There are some problems, though. The White Star, for instance, has a lower crew rating that it does a hull rating, which means that after most battles, there'll be a bunch of empty White Stars littering the field like pop cans with a hole in the bottom. This was borne out in playtest, where several of the little devils were left almost untouched externally thanks to their adaptive armor, but their crew berths had been scooped out like Halloween pumpkins. There is apparently a fix underway for this, due out in a supplement, but really, shouldn't someone have noticed this beforehand? Likewise, the Shadows, and the Vorlons especially, are powerless before the younger races' fighters, lacking any antifighter weapons, and in the case of the Vorlons, having no fighters of their own. Presumably an expanded fleet list is scheduled for every navy, but until then, don't expect to see too many Vorlon fleets plying the card tables of our galaxy.
In terms of playability, the game is, as I mentioned, easy to learn, and I was able to teach another player the rudiments of the system within a single turn of a fairly large and complex battle, to the point where he then kicked my ass in the following turns, which is not how it's supposed to work. In the heat of things, we disregarded a few rules (the increased difficulty for successive beam weapon hits, primarily, which sped things up a little), but all-in-all the game plays quickly and easily; unlike the more detailed Babylon 5 Wars, where a large battle would take all day, battles with as many as ten capital ships can take only an hour or two, albeit at the price of greatly reduced detail.

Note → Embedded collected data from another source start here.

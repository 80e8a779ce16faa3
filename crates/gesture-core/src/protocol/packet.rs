//! Keyboard and mouse frames for the bridge.
//!
//! Wire format (every field is one byte):
//! ```text
//! keyboard: [0x57 0xAB][addr=0x00][cmd=0x02][len=0x08][report:8][checksum]
//! mouse:    [0x57 0xAB][addr=0x00][cmd=0x05][len=0x05][0x01][buttons][x][y][wheel][checksum]
//! ```
//! `checksum` is the sum of every preceding byte, header included, modulo 256.
//! Signed mouse fields are sent as their two's-complement byte.

use std::fmt::Write as _;

use thiserror::Error;

use crate::keymap::hid::HidKeyCode;
use crate::protocol::mouse::MouseReport;

pub const HEADER: [u8; 2] = [0x57, 0xAB];
pub const ADDRESS: u8 = 0x00;
pub const CMD_KEYBOARD: u8 = 0x02;
pub const CMD_MOUSE_RELATIVE: u8 = 0x05;

/// Report bytes in a keyboard frame.
pub const KEYBOARD_REPORT_LEN: usize = 8;
/// Data bytes in a mouse frame (mode, buttons, x, y, wheel).
pub const MOUSE_DATA_LEN: usize = 5;
/// First data byte of a relative mouse frame.
pub const MOUSE_MODE_RELATIVE: u8 = 0x01;

/// header + addr + cmd + len
const PREAMBLE_LEN: usize = 5;
pub const KEYBOARD_PACKET_LEN: usize = PREAMBLE_LEN + KEYBOARD_REPORT_LEN + 1;
pub const MOUSE_PACKET_LEN: usize = PREAMBLE_LEN + MOUSE_DATA_LEN + 1;

/// Errors raised while decoding a frame.
#[derive(Debug, Error, PartialEq, Eq)]
pub enum PacketError {
    #[error("insufficient data: need at least {needed} bytes, got {available}")]
    InsufficientData { needed: usize, available: usize },

    #[error("bad frame header: {0:02X} {1:02X}")]
    BadHeader(u8, u8),

    #[error("unknown command: 0x{0:02X}")]
    UnknownCommand(u8),

    #[error("command 0x{command:02X} declares length {declared}, expected {expected}")]
    LengthMismatch {
        command: u8,
        declared: u8,
        expected: u8,
    },

    #[error("checksum mismatch: frame says 0x{found:02X}, computed 0x{computed:02X}")]
    BadChecksum { found: u8, computed: u8 },

    #[error("unsupported mouse mode: 0x{0:02X}")]
    UnsupportedMouseMode(u8),
}

/// A decoded bridge frame.
#[derive(Debug, Clone, Copy, PartialEq, Eq)]
pub enum BridgePacket {
    Keyboard([u8; KEYBOARD_REPORT_LEN]),
    Mouse(MouseReport),
}

impl BridgePacket {
    /// The all-zero keyboard report: every key released.
    pub fn keyboard_release() -> Self {
        BridgePacket::Keyboard([0; KEYBOARD_REPORT_LEN])
    }

    pub fn encode(&self) -> Vec<u8> {
        match self {
            BridgePacket::Keyboard(report) => frame(CMD_KEYBOARD, report),
            BridgePacket::Mouse(report) => encode_mouse_packet(report),
        }
    }
}

/// Additive checksum of `bytes`, modulo 256.
pub fn checksum(bytes: &[u8]) -> u8 {
    bytes.iter().fold(0u8, |acc, b| acc.wrapping_add(*b))
}

/// Lays out up to eight key codes right-aligned in an 8-byte report.
///
/// Fewer than eight codes are left-padded with zeros; codes beyond the eighth
/// are dropped.
pub fn keyboard_report(codes: &[HidKeyCode]) -> [u8; KEYBOARD_REPORT_LEN] {
    let mut report = [0u8; KEYBOARD_REPORT_LEN];
    let used = codes.len().min(KEYBOARD_REPORT_LEN);
    let start = KEYBOARD_REPORT_LEN - used;
    for (slot, code) in report[start..].iter_mut().zip(codes) {
        *slot = code.as_u8();
    }
    report
}

/// Encodes a keyboard frame for the given held keys.  An empty slice yields
/// the release-all frame.
///
/// # Examples
///
/// ```rust
/// use gesture_core::{encode_keyboard_packet, HidKeyCode};
///
/// let bytes = encode_keyboard_packet(&[HidKeyCode::KeyA]);
/// assert_eq!(
///     bytes,
///     [0x57, 0xAB, 0x00, 0x02, 0x08, 0, 0, 0, 0, 0, 0, 0, 0x04, 0x10]
/// );
/// ```
pub fn encode_keyboard_packet(codes: &[HidKeyCode]) -> Vec<u8> {
    frame(CMD_KEYBOARD, &keyboard_report(codes))
}

/// Encodes a relative mouse frame.
pub fn encode_mouse_packet(report: &MouseReport) -> Vec<u8> {
    let data = [
        MOUSE_MODE_RELATIVE,
        report.buttons,
        report.x as u8,
        report.y as u8,
        report.wheel as u8,
    ];
    frame(CMD_MOUSE_RELATIVE, &data)
}

fn frame(command: u8, data: &[u8]) -> Vec<u8> {
    let mut buf = Vec::with_capacity(PREAMBLE_LEN + data.len() + 1);
    buf.extend_from_slice(&HEADER);
    buf.push(ADDRESS);
    buf.push(command);
    buf.push(data.len() as u8);
    buf.extend_from_slice(data);
    buf.push(checksum(&buf));
    buf
}

/// Decodes one frame from the start of `bytes`.
///
/// Returns the packet and the number of bytes consumed.
///
/// # Errors
///
/// Returns [`PacketError`] if the frame is truncated, has an unknown command
/// or length, or fails the checksum.
pub fn decode_packet(bytes: &[u8]) -> Result<(BridgePacket, usize), PacketError> {
    require_len(bytes, PREAMBLE_LEN)?;
    if bytes[..2] != HEADER {
        return Err(PacketError::BadHeader(bytes[0], bytes[1]));
    }

    let command = bytes[3];
    let declared = bytes[4];
    let expected = match command {
        CMD_KEYBOARD => KEYBOARD_REPORT_LEN,
        CMD_MOUSE_RELATIVE => MOUSE_DATA_LEN,
        other => return Err(PacketError::UnknownCommand(other)),
    };
    if usize::from(declared) != expected {
        return Err(PacketError::LengthMismatch {
            command,
            declared,
            expected: expected as u8,
        });
    }

    let total = PREAMBLE_LEN + expected + 1;
    require_len(bytes, total)?;
    let computed = checksum(&bytes[..total - 1]);
    let found = bytes[total - 1];
    if computed != found {
        return Err(PacketError::BadChecksum { found, computed });
    }

    let data = &bytes[PREAMBLE_LEN..total - 1];
    let packet = if command == CMD_KEYBOARD {
        let mut report = [0u8; KEYBOARD_REPORT_LEN];
        report.copy_from_slice(data);
        BridgePacket::Keyboard(report)
    } else {
        if data[0] != MOUSE_MODE_RELATIVE {
            return Err(PacketError::UnsupportedMouseMode(data[0]));
        }
        BridgePacket::Mouse(MouseReport {
            buttons: data[1],
            x: data[2] as i8,
            y: data[3] as i8,
            wheel: data[4] as i8,
        })
    };
    Ok((packet, total))
}

fn require_len(bytes: &[u8], needed: usize) -> Result<(), PacketError> {
    if bytes.len() < needed {
        return Err(PacketError::InsufficientData {
            needed,
            available: bytes.len(),
        });
    }
    Ok(())
}

/// Space-separated upper-case hex, as shown in logs and the command history.
pub fn to_hex(bytes: &[u8]) -> String {
    let mut out = String::with_capacity(bytes.len() * 3);
    for (i, b) in bytes.iter().enumerate() {
        if i > 0 {
            out.push(' ');
        }
        let _ = write!(out, "{b:02X}");
    }
    out
}

// ── Tests ─────────────────────────────────────────────────────────────────────

#[cfg(test)]
mod tests {
    use super::*;

    #[test]
    fn test_keyboard_frame_for_single_key() {
        // Arrange / Act
        let bytes = encode_keyboard_packet(&[HidKeyCode::KeyA]);

        // Assert
        assert_eq!(
            bytes,
            vec![0x57, 0xAB, 0x00, 0x02, 0x08, 0, 0, 0, 0, 0, 0, 0, 0x04, 0x10]
        );
        assert_eq!(bytes.len(), KEYBOARD_PACKET_LEN);
    }

    #[test]
    fn test_release_frame_is_all_zero_report() {
        let bytes = encode_keyboard_packet(&[]);
        assert_eq!(&bytes[5..13], &[0u8; 8]);
        // 0x57 + 0xAB + 0x02 + 0x08 = 0x10C
        assert_eq!(bytes[13], 0x0C);
        assert_eq!(bytes, BridgePacket::keyboard_release().encode());
    }

    #[test]
    fn test_report_is_left_padded_and_keeps_order() {
        let report = keyboard_report(&[HidKeyCode::KeyW, HidKeyCode::ShiftLeft]);
        assert_eq!(report, [0, 0, 0, 0, 0, 0, 0x1A, 0xE1]);
    }

    #[test]
    fn test_report_keeps_first_eight_codes() {
        let codes: Vec<HidKeyCode> = ["a", "b", "c", "d", "e", "f", "g", "h", "i"]
            .iter()
            .filter_map(|s| HidKeyCode::from_symbol(s))
            .collect();
        let report = keyboard_report(&codes);
        assert_eq!(report, [0x04, 0x05, 0x06, 0x07, 0x08, 0x09, 0x0A, 0x0B]);
    }

    #[test]
    fn test_mouse_frame_for_move_left_and_wheel_up() {
        // Arrange
        let report = MouseReport {
            buttons: 0,
            x: -10,
            y: 0,
            wheel: 1,
        };

        // Act
        let bytes = encode_mouse_packet(&report);

        // Assert
        assert_eq!(
            bytes,
            vec![0x57, 0xAB, 0x00, 0x05, 0x05, 0x01, 0x00, 0xF6, 0x00, 0x01, 0x04]
        );
        assert_eq!(bytes.len(), MOUSE_PACKET_LEN);
    }

    #[test]
    fn test_checksum_wraps_modulo_256() {
        assert_eq!(checksum(&[0xFF, 0x02]), 0x01);
        assert_eq!(checksum(&[]), 0x00);
    }

    #[test]
    fn test_decode_reads_back_both_frame_kinds() {
        let kb = encode_keyboard_packet(&[HidKeyCode::Space]);
        let (packet, used) = decode_packet(&kb).unwrap();
        assert_eq!(packet, BridgePacket::Keyboard([0, 0, 0, 0, 0, 0, 0, 0x2C]));
        assert_eq!(used, KEYBOARD_PACKET_LEN);

        let report = MouseReport {
            buttons: 0x03,
            x: 127,
            y: -127,
            wheel: -1,
        };
        let (packet, used) = decode_packet(&encode_mouse_packet(&report)).unwrap();
        assert_eq!(packet, BridgePacket::Mouse(report));
        assert_eq!(used, MOUSE_PACKET_LEN);
    }

    #[test]
    fn test_decode_rejects_corrupted_checksum() {
        let mut bytes = encode_keyboard_packet(&[HidKeyCode::KeyA]);
        bytes[13] ^= 0xFF;
        assert_eq!(
            decode_packet(&bytes),
            Err(PacketError::BadChecksum {
                found: 0xEF,
                computed: 0x10,
            })
        );
    }

    #[test]
    fn test_decode_rejects_truncated_and_foreign_frames() {
        let bytes = encode_keyboard_packet(&[HidKeyCode::KeyA]);
        assert!(matches!(
            decode_packet(&bytes[..10]),
            Err(PacketError::InsufficientData { needed: 14, available: 10 })
        ));
        assert_eq!(
            decode_packet(&[0x55, 0xAA, 0, 2, 8]),
            Err(PacketError::BadHeader(0x55, 0xAA))
        );
        assert_eq!(
            decode_packet(&[0x57, 0xAB, 0, 0x09, 8]),
            Err(PacketError::UnknownCommand(0x09))
        );
        assert!(matches!(
            decode_packet(&[0x57, 0xAB, 0, 0x02, 6]),
            Err(PacketError::LengthMismatch { declared: 6, expected: 8, .. })
        ));
    }

    #[test]
    fn test_to_hex_formats_uppercase_pairs() {
        assert_eq!(to_hex(&[0x57, 0xAB, 0x00, 0x0F]), "57 AB 00 0F");
        assert_eq!(to_hex(&[]), "");
    }
}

ACtA is a fun game, but it's also a financial monster. The boxed set alone is pretty pricey for what you get, and the upcoming fleet boxed sets (which also contain the expanded fleet lists for their respective factions) retail at right around a hundred dollars. If you already have one of the previous Babylon 5 space combat games (as I do), you may not find ACtA worth your while for the price. But if you don't, or if you want a quicker-playing game with a little less exhaustive detail, it might be worth a look. Hardcore fans of the series and its affiliated products, of course, will probably find A Call To Arms irresistible at any price.